Rev Med Virol. 2025 Nov;35(6):e70074. doi: 10.1002/rmv.70074.
ABSTRACT
The Hepatitis C virus genotype 6 (HCV GT6), found in mainland Southeast Asia and Southern China, poses treatment challenges due to its genetic diversity. This systematic review and meta-analysis compared the efficacy and safety of two pan-genotypic direct-acting antiviral regimens, glecaprevir/pibrentasvir (GLE/PIB) and sofosbuvir/velpatasvir (SOF/VEL), for treating chronic HCV GT6. We followed PRISMA guidelines and searched PubMed, Embase, and the Cochrane Library for trials and studies. The primary outcome was the 12-week sustained virologic response (SVR12). We performed single-arm meta-analyses of proportions using methods robust for proportion data with prevalent boundary values and calculated the pooled risk difference (RD) for head-to-head comparisons. Twenty-seven studies published between 2015 and 2025, comprising 1522 patients (451 GLE/PIB and 1071 SOF/VEL), were included. The pooled single-arm SVR12 rate for SOF/VEL was a highly consistent 99.0% (95% Confidence Interval (CI): 98.2%-99.4%). The initial pooled rate for GLE/PIB was 95.6% (95% CI: 93.2%-97.1%) with significant heterogeneity; however, a sensitivity analysis removing outlier studies yielded a rate of 99.2% (95% CI: 97.2%-99.8%) with no heterogeneity. Direct comparison across two studies found no significant difference in efficacy (pooled RD: 0.01, 95% CI: -0.01 to 0.02).

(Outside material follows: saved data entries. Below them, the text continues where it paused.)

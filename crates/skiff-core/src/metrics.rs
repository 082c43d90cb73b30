use opentelemetry::metrics::{Counter, Gauge, Meter};
use opentelemetry::KeyValue;

use crate::message::DeadLetterReason;

/// OTel instruments for the queue engine. Created once per engine and used
/// to record counters on each state transition and gauges after each batch
/// of commands.
pub struct Metrics {
    pub messages_enqueued: Counter<u64>,
    pub messages_reserved: Counter<u64>,
    pub messages_acked: Counter<u64>,
    pub messages_nacked: Counter<u64>,
    pub messages_dead_lettered: Counter<u64>,
    pub leases_expired: Counter<u64>,
    pub queue_pending: Gauge<u64>,
    pub leases_active: Gauge<u64>,
    pub queue_dead_lettered: Gauge<u64>,
}

impl Default for Metrics {
    fn default() -> Self {
        Self::new()
    }
}

impl Metrics {
    /// Create metrics from the global meter provider. If no meter provider
    /// is configured, the instruments are no-op.
    pub fn new() -> Self {
        let meter = opentelemetry::global::meter("skiff");
        Self::from_meter(&meter)
    }

    /// Create metrics from a specific meter (used in tests with in-memory exporter).
    pub fn from_meter(meter: &Meter) -> Self {
        Self {
            messages_enqueued: meter
                .u64_counter("skiff.messages.enqueued")
                .with_description("Total messages enqueued")
                .build(),
            messages_reserved: meter
                .u64_counter("skiff.messages.reserved")
                .with_description("Total successful reservations")
                .build(),
            messages_acked: meter
                .u64_counter("skiff.messages.acked")
                .with_description("Total messages acknowledged")
                .build(),
            messages_nacked: meter
                .u64_counter("skiff.messages.nacked")
                .with_description("Total explicit negative acknowledgements")
                .build(),
            messages_dead_lettered: meter
                .u64_counter("skiff.messages.dead_lettered")
                .with_description("Total messages moved to the dead-letter store")
                .build(),
            leases_expired: meter
                .u64_counter("skiff.leases.expired")
                .with_description("Total leases reclaimed after their ack deadline")
                .build(),
            queue_pending: meter
                .u64_gauge("skiff.queue.pending")
                .with_description("Current pending (reservable or delayed) messages")
                .build(),
            leases_active: meter
                .u64_gauge("skiff.leases.active")
                .with_description("Current active leases")
                .build(),
            queue_dead_lettered: meter
                .u64_gauge("skiff.queue.dead_lettered")
                .with_description("Current dead-lettered messages")
                .build(),
        }
    }

    pub fn record_enqueue(&self, topic: &str) {
        self.messages_enqueued.add(1, &[topic_attr(topic)]);
    }

    pub fn record_reserve(&self, topic: &str) {
        self.messages_reserved.add(1, &[topic_attr(topic)]);
    }

    pub fn record_ack(&self, topic: &str) {
        self.messages_acked.add(1, &[topic_attr(topic)]);
    }

    pub fn record_nack(&self, topic: &str) {
        self.messages_nacked.add(1, &[topic_attr(topic)]);
    }

    pub fn record_dead_letter(&self, topic: &str, reason: DeadLetterReason) {
        let reason = match reason {
            DeadLetterReason::Rejected => "rejected",
            DeadLetterReason::RetriesExhausted => "retries_exhausted",
            DeadLetterReason::LeaseExpired => "lease_expired",
        };
        self.messages_dead_lettered
            .add(1, &[topic_attr(topic), KeyValue::new("reason", reason)]);
    }

    pub fn record_lease_expired(&self, topic: &str) {
        self.leases_expired.add(1, &[topic_attr(topic)]);
    }

    pub fn set_pending(&self, topic: &str, count: u64) {
        self.queue_pending.record(count, &[topic_attr(topic)]);
    }

    pub fn set_leases_active(&self, topic: &str, count: u64) {
        self.leases_active.record(count, &[topic_attr(topic)]);
    }

    pub fn set_dead_lettered(&self, topic: &str, count: u64) {
        self.queue_dead_lettered.record(count, &[topic_attr(topic)]);
    }
}

fn topic_attr(topic: &str) -> KeyValue {
    KeyValue::new("topic", topic.to_string())
}
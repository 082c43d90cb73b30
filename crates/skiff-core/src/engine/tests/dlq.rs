use super::*;

/// Helper: enqueue one message on `topic` and reject it straight to the
/// dead-letter store.
fn dead_letter_one(engine: &mut QueueEngine, topic: &str, payload: &[u8]) -> MessageId {
    let msg = enqueue(engine, topic, payload);
    let reserved = reserve_some(engine, topic);
    assert_eq!(reserved.id, msg.id);
    engine
        .nack(&msg.id, NackOptions::reject().error("bad payload"))
        .unwrap();
    msg.id
}

#[test]
fn dead_letters_are_kept_per_topic() {
    let (mut engine, _clock) = test_engine();
    let a = dead_letter_one(&mut engine, "a", b"a");
    let b = dead_letter_one(&mut engine, "b", b"b");

    let only_a: Vec<MessageId> = engine
        .dead_letter_messages(Some("a"))
        .unwrap()
        .iter()
        .map(|m| m.id)
        .collect();
    assert_eq!(only_a, vec![a]);

    let all: Vec<MessageId> = engine
        .dead_letter_messages(None)
        .unwrap()
        .iter()
        .map(|m| m.id)
        .collect();
    assert_eq!(all, vec![a, b]);
}

#[test]
fn dead_letter_keeps_message_fields() {
    let (mut engine, clock) = test_engine();
    let msg = engine
        .enqueue(
            "orders",
            b"body".to_vec(),
            EnqueueOptions::default()
                .max_attempts(3)
                .metadata("tenant", "acme"),
        )
        .unwrap();
    reserve_some(&mut engine, "orders");
    clock.advance(Duration::from_millis(42));
    engine
        .nack(&msg.id, NackOptions::reject().error("schema mismatch"))
        .unwrap();

    let dead = &engine.dead_letter_messages(Some("orders")).unwrap()[0];
    assert_eq!(dead.topic, "orders");
    assert_eq!(dead.payload, b"body");
    assert_eq!(dead.max_attempts, 3);
    assert_eq!(dead.metadata, msg.metadata);
    assert_eq!(dead.created_at, T0);
    assert_eq!(dead.failed_at, T0 + 42);
}

#[test]
fn dead_lettered_messages_are_not_live() {
    let (mut engine, _clock) = test_engine();
    let id = dead_letter_one(&mut engine, "orders", b"p");

    assert!(engine.pending_messages(Some("orders")).unwrap().is_empty());
    assert!(engine.inflight_messages(Some("orders")).unwrap().is_empty());
    assert_eq!(engine.ack(&id).unwrap_err(), QueueError::NotInflight(id));
    assert_eq!(
        engine.extend_ack_deadline(&id, Duration::from_secs(1)).unwrap_err(),
        QueueError::NotInflight(id)
    );
}

#[test]
fn redrive_moves_dead_letters_back_with_fresh_attempts() {
    let (mut engine, clock) = test_engine();
    let id = dead_letter_one(&mut engine, "orders", b"p");
    clock.advance(Duration::from_millis(10));

    assert_eq!(engine.redrive("orders", 0).unwrap(), 1);
    assert!(engine.dead_letter_messages(Some("orders")).unwrap().is_empty());

    let msg = reserve_some(&mut engine, "orders");
    assert_eq!(msg.id, id);
    assert_eq!(msg.attempts, 1);
    assert_eq!(msg.created_at, T0);
    assert_eq!(msg.last_error.as_deref(), Some("bad payload"));
}

#[test]
fn redrive_respects_count_and_order() {
    let (mut engine, _clock) = test_engine();
    let ids: Vec<MessageId> = (0..3u8)
        .map(|i| dead_letter_one(&mut engine, "orders", &[i]))
        .collect();

    assert_eq!(engine.redrive("orders", 2).unwrap(), 2);

    let left: Vec<MessageId> = engine
        .dead_letter_messages(Some("orders"))
        .unwrap()
        .iter()
        .map(|m| m.id)
        .collect();
    assert_eq!(left, vec![ids[2]]);
    assert_eq!(reserve_some(&mut engine, "orders").id, ids[0]);
    assert_eq!(reserve_some(&mut engine, "orders").id, ids[1]);
}

#[test]
fn redrive_empty_topic_moves_nothing() {
    let (mut engine, _clock) = test_engine();
    assert_eq!(engine.redrive("nothing-here", 0).unwrap(), 0);
    assert!(matches!(
        engine.redrive(" ", 0),
        Err(QueueError::InvalidArgument(_))
    ));
}
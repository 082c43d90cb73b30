use tracing_subscriber::EnvFilter;

/// Initialize the tracing subscriber for structured logging.
///
/// - Debug builds: pretty-printed human-readable output
/// - Release builds: JSON-formatted output for log aggregation
///
/// The log level is controlled by the `RUST_LOG` environment variable,
/// defaulting to `info`. Calling this more than once is a no-op.
pub fn init_tracing() {
    let filter = EnvFilter::try_from_default_env().unwrap_or_else(|_| EnvFilter::new("info"));

    // try_init: a host application may already have installed a subscriber
    let _ = if cfg!(debug_assertions) {
        tracing_subscriber::fmt()
            .with_env_filter(filter)
            .with_target(true)
            .try_init()
    } else {
        tracing_subscriber::fmt()
            .with_env_filter(filter)
            .json()
            .try_init()
    };
}
use log::warn;

use crate::document::DayRecord;

/// A single `(day, region, count)` observation.
#[derive(Debug, Clone, PartialEq, Eq)]
pub struct Fact {
    pub days_ago: u32,
    pub region: String,
    pub infected: i64,
}

/// Region codes included in the report besides the nation-wide total.
///
/// Codes are trimmed and upper-cased; the first occurrence of a code fixes its
/// position.
#[derive(Debug, Clone, PartialEq, Eq)]
pub struct WatchList {
    codes: Vec<String>,
}

impl WatchList {
    pub fn new<S: AsRef<str>>(codes: &[S]) -> Self {
        let mut normalised: Vec<String> = Vec::with_capacity(codes.len());
        for code in codes {
            let code = code.as_ref().trim().to_uppercase();
            if !code.is_empty() && !normalised.contains(&code) {
                normalised.push(code);
            }
        }
        Self { codes: normalised }
    }

    pub fn codes(&self) -> &[String] {
        &self.codes
    }

    pub fn contains(&self, code: &str) -> bool {
        self.codes.iter().any(|c| c == code)
    }
}

/// Today's record may still be revised upstream when its complete flag is off.
pub fn is_provisional(day: &DayRecord, days_ago: u32) -> bool {
    days_ago == 0 && !day.is_complete()
}

pub struct Extractor {
    nation_label: String,
    watch_list: WatchList,
}

impl Extractor {
    pub fn new(nation_label: impl Into<String>, watch_list: WatchList) -> Self {
        Self {
            nation_label: nation_label.into(),
            watch_list,
        }
    }

    /// Projects one day into facts: the nation first, then every watched
    /// region the day reports, in watch-list order.
    pub fn extract(&self, day: &DayRecord, days_ago: u32) -> Vec<Fact> {
        if is_provisional(day, days_ago) {
            warn!("Complete flag for current day is set to false, numbers may be provisional");
        }

        let mut facts = Vec::with_capacity(self.watch_list.codes().len() + 1);
        facts.push(Fact {
            days_ago,
            region: self.nation_label.clone(),
            infected: day.number_infected,
        });

        for code in self.watch_list.codes() {
            if let Some(infected) = day.county_count(code) {
                facts.push(Fact {
                    days_ago,
                    region: code.clone(),
                    infected,
                });
            }
        }
        facts
    }
}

Both regimens were exceptionally well-tolerated, with treatment discontinuation rates near zero. GLE/PIB and SOF/VEL are clinically equivalent to treating HCV GT6, achieving near-universal cure rates with excellent safety profiles. Regimen selection should consider practical factors such as GLE/PIB’s shorter 8-week duration, comorbidities like cirrhosis, drug interaction profiles, and local cost-effectiveness, rather than minor efficacy differences.
PMID:41127976 | DOI:10.1002/rmv.70074